**What to work on**:
From the first line of the records through the line containing "use crate::snapshot::ScriptSnapshot;", retype every line exactly and nothing else.

**Records for processing**:

^^^^^^^^^^^^^^^^

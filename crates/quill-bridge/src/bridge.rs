//! Facade the script editor talks to.

use std::fmt;
use std::sync::Arc;

use once_cell::sync::OnceCell;
use quill_config::Config;
use serde_json::Value;
use tracing::debug;

use crate::engine::{AnalysisEngine, EngineError};
use crate::errors::{BridgeError, BridgeOperation};
use crate::handle::ServiceHandle;
use crate::host::{CompilationHost, LanguageServiceHost};
use crate::marshal;
use crate::records::{
    CodeAction, CompileOutput, CompletionEntry, CompletionEntryDetails, CompletionList,
    Diagnostic, NavigationTree, Overview,
};
use crate::registry::SharedLibraryRegistry;
use crate::resources::LibraryBundle;
use crate::root::CompilationRoot;
use crate::settings::CompilationSettings;
use crate::snapshot::ScriptSnapshot;

const BRIDGE_TARGET: &str = "quill::bridge";

/// Entry point binding one analysis engine to the shared libraries.
pub struct ScriptBridge {
    engine: Arc<dyn AnalysisEngine>,
    libraries: Arc<SharedLibraryRegistry>,
    bundle: LibraryBundle,
    registered: OnceCell<Vec<String>>,
    engine_trace: bool,
}

impl ScriptBridge {
    /// Builds a bridge over `engine` that registers `bundle` into the
    /// process-wide library registry on first use.
    #[must_use]
    pub fn new(engine: Arc<dyn AnalysisEngine>, bundle: LibraryBundle, config: &Config) -> Self {
        Self {
            engine,
            libraries: SharedLibraryRegistry::global(),
            bundle,
            registered: OnceCell::new(),
            engine_trace: config.engine_trace(),
        }
    }

    /// Uses `registry` instead of the process-wide one.
    #[must_use]
    pub fn with_registry(mut self, registry: Arc<SharedLibraryRegistry>) -> Self {
        self.libraries = registry;
        self
    }

    /// Registers the bundled libraries now instead of on first host creation.
    ///
    /// Returns the registered file names. A packaging error is fatal for the
    /// embedding application.
    pub fn initialise(&self) -> Result<&[String], BridgeError> {
        self.registered
            .get_or_try_init(|| self.libraries.register_bundle(&self.bundle))
            .map(Vec::as_slice)
            .map_err(BridgeError::from)
    }

    /// Registry the bridge's hosts read libraries from.
    #[must_use]
    pub const fn libraries(&self) -> &Arc<SharedLibraryRegistry> {
        &self.libraries
    }

    /// Engine version string.
    #[must_use]
    pub fn version(&self) -> String {
        self.engine.version()
    }

    /// The raw engine.
    #[must_use]
    pub fn services_lib(&self) -> Arc<dyn AnalysisEngine> {
        Arc::clone(&self.engine)
    }

    /// Transpiles one file without type information, returning the engine's
    /// untyped output.
    pub fn transpile(&self, file_name: &str, text: &str) -> Result<Value, BridgeError> {
        self.engine
            .transpile(file_name, text, &CompilationSettings::fixed())
            .map_err(|error| BridgeError::engine(BridgeOperation::Transpile, error))
    }

    /// Captures `text` in a fresh snapshot.
    #[must_use]
    pub fn create_snapshot(&self, text: &str) -> Arc<ScriptSnapshot> {
        ScriptSnapshot::new(text)
    }

    /// Creates a language service bound to `host`.
    pub fn create_language_service(
        &self,
        host: Arc<dyn LanguageServiceHost>,
    ) -> Result<ServiceHandle, BridgeError> {
        let service = self
            .engine
            .create_language_service(host)
            .map_err(|error| BridgeError::engine(BridgeOperation::CreateService, error))?;
        let handle = ServiceHandle::new(service);
        debug!(target: BRIDGE_TARGET, service = handle.id(), "created language service");
        Ok(handle)
    }

    /// Creates a host over `root`, registering the bundled libraries first if
    /// no earlier call did.
    pub fn create_language_service_host(
        &self,
        root: Arc<dyn CompilationRoot>,
    ) -> Result<Arc<CompilationHost>, BridgeError> {
        self.initialise()?;
        let host = CompilationHost::new(root, Arc::clone(&self.libraries))
            .with_engine_trace(self.engine_trace);
        Ok(Arc::new(host))
    }

    /// Emits `file_name`. `js_file` is always `file_name` plus `.js`.
    pub fn compile(
        &self,
        service: &ServiceHandle,
        file_name: &str,
    ) -> Result<CompileOutput, BridgeError> {
        let operation = BridgeOperation::Compile;
        let raw = engine_call(operation, service.service().emit_output(file_name))?;
        marshal::emit::convert(file_name, raw)
            .map_err(|error| BridgeError::malformed(operation, error))?
            .ok_or_else(|| BridgeError::EmitSkipped {
                file_name: file_name.to_owned(),
            })
    }

    /// Diagnostics for `file_name`, syntactic first.
    ///
    /// Returns `None` when no category is requested or the requested
    /// categories are both empty.
    pub fn get_diagnostics(
        &self,
        service: &ServiceHandle,
        file_name: &str,
        syntactic: bool,
        semantic: bool,
    ) -> Result<Option<Vec<Diagnostic>>, BridgeError> {
        let operation = BridgeOperation::Diagnostics;
        let engine = service.service();
        let mut diagnostics = Vec::new();
        if syntactic {
            let raw = engine_call(operation, engine.syntactic_diagnostics(file_name))?;
            diagnostics.extend(
                marshal::diagnostics::convert(engine, file_name, raw)
                    .map_err(|error| BridgeError::malformed(operation, error))?,
            );
        }
        if semantic {
            let raw = engine_call(operation, engine.semantic_diagnostics(file_name))?;
            diagnostics.extend(
                marshal::diagnostics::convert(engine, file_name, raw)
                    .map_err(|error| BridgeError::malformed(operation, error))?,
            );
        }
        debug!(
            target: BRIDGE_TARGET,
            service = service.id(),
            file_name,
            count = diagnostics.len(),
            "collected diagnostics"
        );
        Ok((!diagnostics.is_empty()).then_some(diagnostics))
    }

    /// Completions at `position`, `None` when the engine offers none.
    pub fn get_code_completions(
        &self,
        service: &ServiceHandle,
        file_name: &str,
        position: u32,
    ) -> Result<Option<CompletionList>, BridgeError> {
        let operation = BridgeOperation::Completions;
        let raw = engine_call(
            operation,
            service.service().completions_at_position(file_name, position),
        )?;
        marshal::completions::convert(raw).map_err(|error| BridgeError::malformed(operation, error))
    }

    /// Details for `entry`, `None` when the engine has none.
    pub fn get_code_completion_details(
        &self,
        service: &ServiceHandle,
        file_name: &str,
        position: u32,
        entry: &CompletionEntry,
    ) -> Result<Option<CompletionEntryDetails>, BridgeError> {
        let operation = BridgeOperation::CompletionDetails;
        let raw = engine_call(
            operation,
            service.service().completion_entry_details(
                file_name,
                position,
                &entry.name,
                entry.source.as_deref(),
            ),
        )?;
        marshal::completions::convert_details(service, raw)
            .map_err(|error| BridgeError::malformed(operation, error))
    }

    /// Outline of `file_name`.
    pub fn get_navigation_tree(
        &self,
        service: &ServiceHandle,
        file_name: &str,
    ) -> Result<NavigationTree, BridgeError> {
        let operation = BridgeOperation::NavigationTree;
        let raw = engine_call(operation, service.service().navigation_tree(file_name))?;
        marshal::navigation::convert(raw).map_err(|error| BridgeError::malformed(operation, error))
    }

    /// Quick info at `position`, `None` when the engine has none.
    pub fn get_overview(
        &self,
        service: &ServiceHandle,
        file_name: &str,
        position: u32,
    ) -> Result<Option<Overview>, BridgeError> {
        let operation = BridgeOperation::Overview;
        let raw = engine_call(
            operation,
            service.service().quick_info_at_position(file_name, position),
        )?;
        marshal::overview::convert(raw).map_err(|error| BridgeError::malformed(operation, error))
    }

    /// Hands `action` back to the service that produced it.
    pub fn apply_code_action(&self, action: &CodeAction) -> Result<Value, BridgeError> {
        let handle = &action.handle;
        debug!(
            target: BRIDGE_TARGET,
            service = handle.service_id(),
            description = %action.description,
            "applying code action"
        );
        engine_call(
            BridgeOperation::ApplyCodeAction,
            handle
                .service()
                .service()
                .apply_code_action(handle.token().raw()),
        )
    }
}

impl fmt::Debug for ScriptBridge {
    fn fmt(&self, formatter: &mut fmt::Formatter<'_>) -> fmt::Result {
        formatter
            .debug_struct("ScriptBridge")
            .field("bundle", &self.bundle)
            .field("engine_trace", &self.engine_trace)
            .finish_non_exhaustive()
    }
}

fn engine_call<T>(operation: BridgeOperation, result: Result<T, EngineError>) -> Result<T, BridgeError> {
    result.map_err(|error| BridgeError::engine(operation, error))
}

^^^^^^^^^^^^^^^^

**Your solution**:
filename crates/quill-bridge/src/bridge.rs
//! Facade the script editor talks to.

use std::fmt;
use std::sync::Arc;

use once_cell::sync::OnceCell;
use quill_config::Config;
use serde_json::Value;
use tracing::debug;

use crate::engine::{AnalysisEngine, EngineError};
use crate::errors::{BridgeError, BridgeOperation};
use crate::handle::ServiceHandle;
use crate::host::{CompilationHost, LanguageServiceHost};
use crate::marshal;
use crate::records::{
    CodeAction, CompileOutput, CompletionEntry, CompletionEntryDetails, CompletionList,
    Diagnostic, NavigationTree, Overview,
};
use crate::registry::SharedLibraryRegistry;
use crate::resources::LibraryBundle;
use crate::root::CompilationRoot;
use crate::settings::CompilationSettings;
use crate::snapshot::ScriptSnapshot;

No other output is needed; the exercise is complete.